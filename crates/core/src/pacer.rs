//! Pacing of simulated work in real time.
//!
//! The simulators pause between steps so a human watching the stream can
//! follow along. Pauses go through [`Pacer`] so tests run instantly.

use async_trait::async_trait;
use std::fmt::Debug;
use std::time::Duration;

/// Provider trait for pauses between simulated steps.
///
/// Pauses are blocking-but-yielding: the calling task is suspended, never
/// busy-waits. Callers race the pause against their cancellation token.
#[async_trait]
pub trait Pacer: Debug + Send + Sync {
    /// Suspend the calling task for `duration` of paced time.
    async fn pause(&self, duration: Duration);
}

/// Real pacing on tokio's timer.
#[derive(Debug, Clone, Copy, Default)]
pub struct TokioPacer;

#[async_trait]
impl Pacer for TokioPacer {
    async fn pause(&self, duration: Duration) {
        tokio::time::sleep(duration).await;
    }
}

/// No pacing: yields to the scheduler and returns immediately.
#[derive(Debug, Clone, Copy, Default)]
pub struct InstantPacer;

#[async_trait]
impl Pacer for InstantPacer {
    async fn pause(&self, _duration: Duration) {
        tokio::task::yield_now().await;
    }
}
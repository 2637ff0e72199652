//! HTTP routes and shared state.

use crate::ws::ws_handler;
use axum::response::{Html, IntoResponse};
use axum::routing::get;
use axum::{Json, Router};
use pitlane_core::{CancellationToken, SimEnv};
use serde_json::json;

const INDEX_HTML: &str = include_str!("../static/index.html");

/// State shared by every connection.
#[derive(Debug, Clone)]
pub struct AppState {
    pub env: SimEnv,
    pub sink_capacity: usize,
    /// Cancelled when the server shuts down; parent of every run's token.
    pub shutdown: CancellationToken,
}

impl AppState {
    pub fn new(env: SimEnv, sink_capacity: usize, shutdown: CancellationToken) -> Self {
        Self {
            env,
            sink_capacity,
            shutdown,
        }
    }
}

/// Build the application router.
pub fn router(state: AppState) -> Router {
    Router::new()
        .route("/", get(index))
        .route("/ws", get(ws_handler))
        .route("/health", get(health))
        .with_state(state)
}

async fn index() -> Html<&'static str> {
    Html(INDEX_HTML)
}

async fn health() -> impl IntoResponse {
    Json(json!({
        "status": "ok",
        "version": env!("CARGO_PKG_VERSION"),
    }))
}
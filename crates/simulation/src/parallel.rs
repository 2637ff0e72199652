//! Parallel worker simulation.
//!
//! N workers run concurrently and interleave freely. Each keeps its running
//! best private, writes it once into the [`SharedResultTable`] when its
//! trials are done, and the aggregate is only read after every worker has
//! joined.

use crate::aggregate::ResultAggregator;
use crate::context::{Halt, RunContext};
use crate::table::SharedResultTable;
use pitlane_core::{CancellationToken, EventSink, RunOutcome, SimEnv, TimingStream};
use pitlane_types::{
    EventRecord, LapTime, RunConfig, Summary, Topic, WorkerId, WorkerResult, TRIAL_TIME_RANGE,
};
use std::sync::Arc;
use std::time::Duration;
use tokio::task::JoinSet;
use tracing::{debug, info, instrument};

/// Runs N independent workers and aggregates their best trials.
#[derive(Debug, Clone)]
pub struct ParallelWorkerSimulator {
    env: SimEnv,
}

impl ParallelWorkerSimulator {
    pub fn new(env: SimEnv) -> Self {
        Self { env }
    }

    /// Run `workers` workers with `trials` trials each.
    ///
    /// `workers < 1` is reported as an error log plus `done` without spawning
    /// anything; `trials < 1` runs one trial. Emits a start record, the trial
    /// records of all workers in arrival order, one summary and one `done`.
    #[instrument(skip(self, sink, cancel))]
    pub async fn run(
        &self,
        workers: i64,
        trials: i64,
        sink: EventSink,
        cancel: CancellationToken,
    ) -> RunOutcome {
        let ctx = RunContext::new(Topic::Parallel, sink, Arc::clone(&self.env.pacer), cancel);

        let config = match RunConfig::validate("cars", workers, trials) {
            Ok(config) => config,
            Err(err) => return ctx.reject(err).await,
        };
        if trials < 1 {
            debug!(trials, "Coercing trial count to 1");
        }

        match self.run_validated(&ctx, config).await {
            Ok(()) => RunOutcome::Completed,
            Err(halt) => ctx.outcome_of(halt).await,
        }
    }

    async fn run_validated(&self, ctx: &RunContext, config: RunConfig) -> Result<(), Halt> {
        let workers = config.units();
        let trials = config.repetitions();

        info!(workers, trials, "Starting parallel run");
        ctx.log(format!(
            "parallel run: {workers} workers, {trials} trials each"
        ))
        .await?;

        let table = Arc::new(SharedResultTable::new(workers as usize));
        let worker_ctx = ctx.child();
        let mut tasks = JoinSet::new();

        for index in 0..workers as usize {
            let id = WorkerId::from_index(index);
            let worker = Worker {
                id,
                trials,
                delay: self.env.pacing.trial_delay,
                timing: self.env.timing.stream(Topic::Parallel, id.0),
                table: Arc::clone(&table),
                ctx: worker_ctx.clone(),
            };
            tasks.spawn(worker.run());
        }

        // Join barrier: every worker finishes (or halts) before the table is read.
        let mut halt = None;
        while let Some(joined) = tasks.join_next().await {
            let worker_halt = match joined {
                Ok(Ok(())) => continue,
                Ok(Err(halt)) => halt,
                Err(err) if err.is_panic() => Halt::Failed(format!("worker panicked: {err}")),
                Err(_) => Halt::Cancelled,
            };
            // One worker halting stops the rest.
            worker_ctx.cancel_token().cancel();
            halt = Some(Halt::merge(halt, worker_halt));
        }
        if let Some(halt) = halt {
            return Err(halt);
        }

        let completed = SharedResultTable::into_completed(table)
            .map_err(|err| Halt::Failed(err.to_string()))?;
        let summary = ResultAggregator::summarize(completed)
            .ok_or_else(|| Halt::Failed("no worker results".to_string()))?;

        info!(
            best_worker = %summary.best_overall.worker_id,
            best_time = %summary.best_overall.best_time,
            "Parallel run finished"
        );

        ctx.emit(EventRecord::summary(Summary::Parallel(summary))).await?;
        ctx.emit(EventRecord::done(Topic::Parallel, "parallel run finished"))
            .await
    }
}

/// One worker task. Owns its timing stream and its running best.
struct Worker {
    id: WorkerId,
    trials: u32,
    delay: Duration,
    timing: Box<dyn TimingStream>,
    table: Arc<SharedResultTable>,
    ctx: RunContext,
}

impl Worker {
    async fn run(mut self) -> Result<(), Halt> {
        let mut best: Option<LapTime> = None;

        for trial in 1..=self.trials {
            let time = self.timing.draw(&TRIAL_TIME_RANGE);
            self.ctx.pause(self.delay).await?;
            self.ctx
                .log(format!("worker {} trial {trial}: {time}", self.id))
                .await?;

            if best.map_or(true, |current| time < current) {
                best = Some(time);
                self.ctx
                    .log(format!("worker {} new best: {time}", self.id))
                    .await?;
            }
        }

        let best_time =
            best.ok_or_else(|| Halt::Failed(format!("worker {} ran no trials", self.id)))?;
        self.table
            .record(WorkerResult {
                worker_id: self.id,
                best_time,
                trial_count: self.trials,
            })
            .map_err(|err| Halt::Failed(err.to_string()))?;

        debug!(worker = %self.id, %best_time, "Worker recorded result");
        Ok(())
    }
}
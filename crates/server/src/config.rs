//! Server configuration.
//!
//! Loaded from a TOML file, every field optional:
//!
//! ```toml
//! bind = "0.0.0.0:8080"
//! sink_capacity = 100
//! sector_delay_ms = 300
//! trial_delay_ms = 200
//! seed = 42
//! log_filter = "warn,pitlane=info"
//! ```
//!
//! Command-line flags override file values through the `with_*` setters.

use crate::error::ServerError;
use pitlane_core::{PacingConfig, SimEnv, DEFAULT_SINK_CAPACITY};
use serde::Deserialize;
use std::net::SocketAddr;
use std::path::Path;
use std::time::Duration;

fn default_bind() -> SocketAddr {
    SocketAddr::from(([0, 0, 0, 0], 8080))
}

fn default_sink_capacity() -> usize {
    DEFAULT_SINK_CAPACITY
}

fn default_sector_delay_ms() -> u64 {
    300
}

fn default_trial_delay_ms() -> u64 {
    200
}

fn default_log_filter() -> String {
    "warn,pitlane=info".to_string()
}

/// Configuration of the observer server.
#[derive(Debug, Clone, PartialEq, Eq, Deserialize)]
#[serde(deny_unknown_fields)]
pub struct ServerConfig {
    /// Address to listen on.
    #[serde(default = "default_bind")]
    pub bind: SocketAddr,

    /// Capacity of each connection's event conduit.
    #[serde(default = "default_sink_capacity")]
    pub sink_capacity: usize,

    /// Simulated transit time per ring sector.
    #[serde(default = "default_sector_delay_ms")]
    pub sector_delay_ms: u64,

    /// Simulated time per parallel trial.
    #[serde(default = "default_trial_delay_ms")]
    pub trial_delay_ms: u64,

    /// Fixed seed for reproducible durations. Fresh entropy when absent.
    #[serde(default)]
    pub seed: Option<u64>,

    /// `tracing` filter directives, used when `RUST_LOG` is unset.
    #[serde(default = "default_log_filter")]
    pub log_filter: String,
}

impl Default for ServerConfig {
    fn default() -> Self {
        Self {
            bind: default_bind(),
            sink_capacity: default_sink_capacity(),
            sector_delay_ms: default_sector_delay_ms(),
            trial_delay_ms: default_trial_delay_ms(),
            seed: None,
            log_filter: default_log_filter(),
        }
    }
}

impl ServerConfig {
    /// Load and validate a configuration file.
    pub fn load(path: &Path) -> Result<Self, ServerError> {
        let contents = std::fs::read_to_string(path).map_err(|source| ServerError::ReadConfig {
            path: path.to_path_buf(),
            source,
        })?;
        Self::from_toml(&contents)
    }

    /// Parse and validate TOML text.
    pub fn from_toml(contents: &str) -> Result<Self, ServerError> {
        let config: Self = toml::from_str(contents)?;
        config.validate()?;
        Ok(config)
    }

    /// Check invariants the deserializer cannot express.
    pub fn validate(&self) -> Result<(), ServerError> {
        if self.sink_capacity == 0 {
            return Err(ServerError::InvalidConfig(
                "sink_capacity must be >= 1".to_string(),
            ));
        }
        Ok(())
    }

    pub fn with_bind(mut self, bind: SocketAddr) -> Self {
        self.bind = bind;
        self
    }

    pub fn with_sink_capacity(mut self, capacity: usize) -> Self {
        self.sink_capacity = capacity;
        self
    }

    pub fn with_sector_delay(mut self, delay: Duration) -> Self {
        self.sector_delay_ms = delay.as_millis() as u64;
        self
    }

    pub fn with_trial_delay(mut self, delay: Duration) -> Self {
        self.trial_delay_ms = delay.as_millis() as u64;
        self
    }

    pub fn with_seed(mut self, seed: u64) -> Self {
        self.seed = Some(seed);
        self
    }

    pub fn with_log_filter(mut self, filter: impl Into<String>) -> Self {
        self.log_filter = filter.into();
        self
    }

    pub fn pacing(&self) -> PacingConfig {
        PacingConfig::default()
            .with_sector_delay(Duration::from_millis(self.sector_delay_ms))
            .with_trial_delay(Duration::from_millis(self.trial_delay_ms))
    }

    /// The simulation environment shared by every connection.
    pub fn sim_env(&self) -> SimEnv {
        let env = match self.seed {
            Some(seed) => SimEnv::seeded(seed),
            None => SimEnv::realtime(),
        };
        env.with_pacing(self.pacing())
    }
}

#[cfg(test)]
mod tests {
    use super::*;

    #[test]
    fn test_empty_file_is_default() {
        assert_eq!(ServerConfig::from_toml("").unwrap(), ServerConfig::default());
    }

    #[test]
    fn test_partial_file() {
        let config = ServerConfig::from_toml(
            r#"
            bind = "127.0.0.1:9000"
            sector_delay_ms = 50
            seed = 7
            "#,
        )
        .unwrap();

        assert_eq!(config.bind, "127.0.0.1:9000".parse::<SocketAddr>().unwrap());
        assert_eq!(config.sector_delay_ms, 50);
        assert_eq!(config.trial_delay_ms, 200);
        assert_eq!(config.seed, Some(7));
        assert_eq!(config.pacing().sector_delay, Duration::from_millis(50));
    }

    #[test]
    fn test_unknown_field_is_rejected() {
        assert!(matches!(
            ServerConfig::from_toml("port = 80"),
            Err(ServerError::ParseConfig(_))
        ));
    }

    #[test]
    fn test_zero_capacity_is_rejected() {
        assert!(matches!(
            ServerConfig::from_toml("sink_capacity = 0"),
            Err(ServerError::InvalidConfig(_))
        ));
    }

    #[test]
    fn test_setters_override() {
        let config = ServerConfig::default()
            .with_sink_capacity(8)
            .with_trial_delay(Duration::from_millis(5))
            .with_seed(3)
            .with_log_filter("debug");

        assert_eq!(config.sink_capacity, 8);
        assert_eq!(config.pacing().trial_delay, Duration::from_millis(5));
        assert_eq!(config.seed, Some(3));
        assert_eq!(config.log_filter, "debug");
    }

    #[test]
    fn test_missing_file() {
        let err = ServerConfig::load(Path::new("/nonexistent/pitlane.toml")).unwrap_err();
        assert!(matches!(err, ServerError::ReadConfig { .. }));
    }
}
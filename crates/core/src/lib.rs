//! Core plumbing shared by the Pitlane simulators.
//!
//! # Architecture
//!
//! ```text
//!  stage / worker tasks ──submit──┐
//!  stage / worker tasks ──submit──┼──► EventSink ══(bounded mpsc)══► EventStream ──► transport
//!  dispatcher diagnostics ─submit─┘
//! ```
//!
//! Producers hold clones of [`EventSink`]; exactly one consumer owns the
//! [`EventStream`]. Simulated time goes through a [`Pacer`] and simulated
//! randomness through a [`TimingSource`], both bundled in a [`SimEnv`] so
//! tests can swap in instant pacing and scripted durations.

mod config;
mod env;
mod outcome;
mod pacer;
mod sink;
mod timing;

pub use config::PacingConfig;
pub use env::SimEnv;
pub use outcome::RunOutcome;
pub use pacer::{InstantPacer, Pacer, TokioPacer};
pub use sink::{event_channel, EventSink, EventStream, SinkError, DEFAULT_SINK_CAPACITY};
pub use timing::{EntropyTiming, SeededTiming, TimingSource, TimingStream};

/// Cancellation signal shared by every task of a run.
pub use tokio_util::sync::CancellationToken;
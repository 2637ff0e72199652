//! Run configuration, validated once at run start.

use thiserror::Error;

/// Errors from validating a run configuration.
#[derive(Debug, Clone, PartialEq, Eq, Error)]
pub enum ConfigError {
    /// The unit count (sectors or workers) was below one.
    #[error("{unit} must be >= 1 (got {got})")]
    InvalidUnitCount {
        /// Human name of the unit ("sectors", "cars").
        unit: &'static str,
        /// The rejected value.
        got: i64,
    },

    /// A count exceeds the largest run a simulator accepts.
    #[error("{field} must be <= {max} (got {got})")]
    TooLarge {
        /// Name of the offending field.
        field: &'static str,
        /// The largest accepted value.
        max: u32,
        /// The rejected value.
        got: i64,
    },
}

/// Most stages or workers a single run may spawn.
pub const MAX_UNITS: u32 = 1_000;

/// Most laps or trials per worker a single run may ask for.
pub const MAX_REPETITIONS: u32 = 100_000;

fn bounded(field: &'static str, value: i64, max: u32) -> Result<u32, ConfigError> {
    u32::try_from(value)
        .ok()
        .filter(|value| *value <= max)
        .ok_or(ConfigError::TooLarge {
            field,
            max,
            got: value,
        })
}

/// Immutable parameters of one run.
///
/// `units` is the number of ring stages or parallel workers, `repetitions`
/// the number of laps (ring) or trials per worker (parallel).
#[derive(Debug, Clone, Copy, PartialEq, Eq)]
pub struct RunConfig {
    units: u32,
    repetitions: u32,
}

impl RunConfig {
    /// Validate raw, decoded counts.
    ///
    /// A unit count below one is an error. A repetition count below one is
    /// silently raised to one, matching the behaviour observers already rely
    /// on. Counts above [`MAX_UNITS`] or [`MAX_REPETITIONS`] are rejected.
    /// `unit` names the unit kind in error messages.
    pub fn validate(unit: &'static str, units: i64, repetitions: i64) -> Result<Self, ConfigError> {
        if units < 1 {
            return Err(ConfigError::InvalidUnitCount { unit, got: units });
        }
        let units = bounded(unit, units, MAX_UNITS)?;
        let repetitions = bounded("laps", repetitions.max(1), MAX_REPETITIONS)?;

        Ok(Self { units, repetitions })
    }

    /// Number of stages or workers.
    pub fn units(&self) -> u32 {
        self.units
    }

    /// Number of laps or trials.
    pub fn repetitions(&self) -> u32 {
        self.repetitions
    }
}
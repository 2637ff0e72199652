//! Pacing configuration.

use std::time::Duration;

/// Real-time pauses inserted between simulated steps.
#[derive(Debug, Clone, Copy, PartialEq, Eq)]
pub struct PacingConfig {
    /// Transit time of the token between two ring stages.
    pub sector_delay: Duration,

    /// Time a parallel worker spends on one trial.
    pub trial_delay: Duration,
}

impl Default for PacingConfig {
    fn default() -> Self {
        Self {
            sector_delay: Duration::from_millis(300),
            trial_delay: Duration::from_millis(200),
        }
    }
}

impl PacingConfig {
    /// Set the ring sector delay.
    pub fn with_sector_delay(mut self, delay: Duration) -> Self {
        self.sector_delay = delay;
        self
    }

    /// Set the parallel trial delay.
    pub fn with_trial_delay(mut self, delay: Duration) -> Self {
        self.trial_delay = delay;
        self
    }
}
- - -
▶ **YOUR INSTRUCTIONS**: Using the listing above, report each line that mentions the word "shutdown".

▶ **WRITTEN SOLUTION**:
    pub shutdown: CancellationToken,
    pub fn new(env: SimEnv, sink_capacity: usize, shutdown: CancellationToken) -> Self {
            shutdown,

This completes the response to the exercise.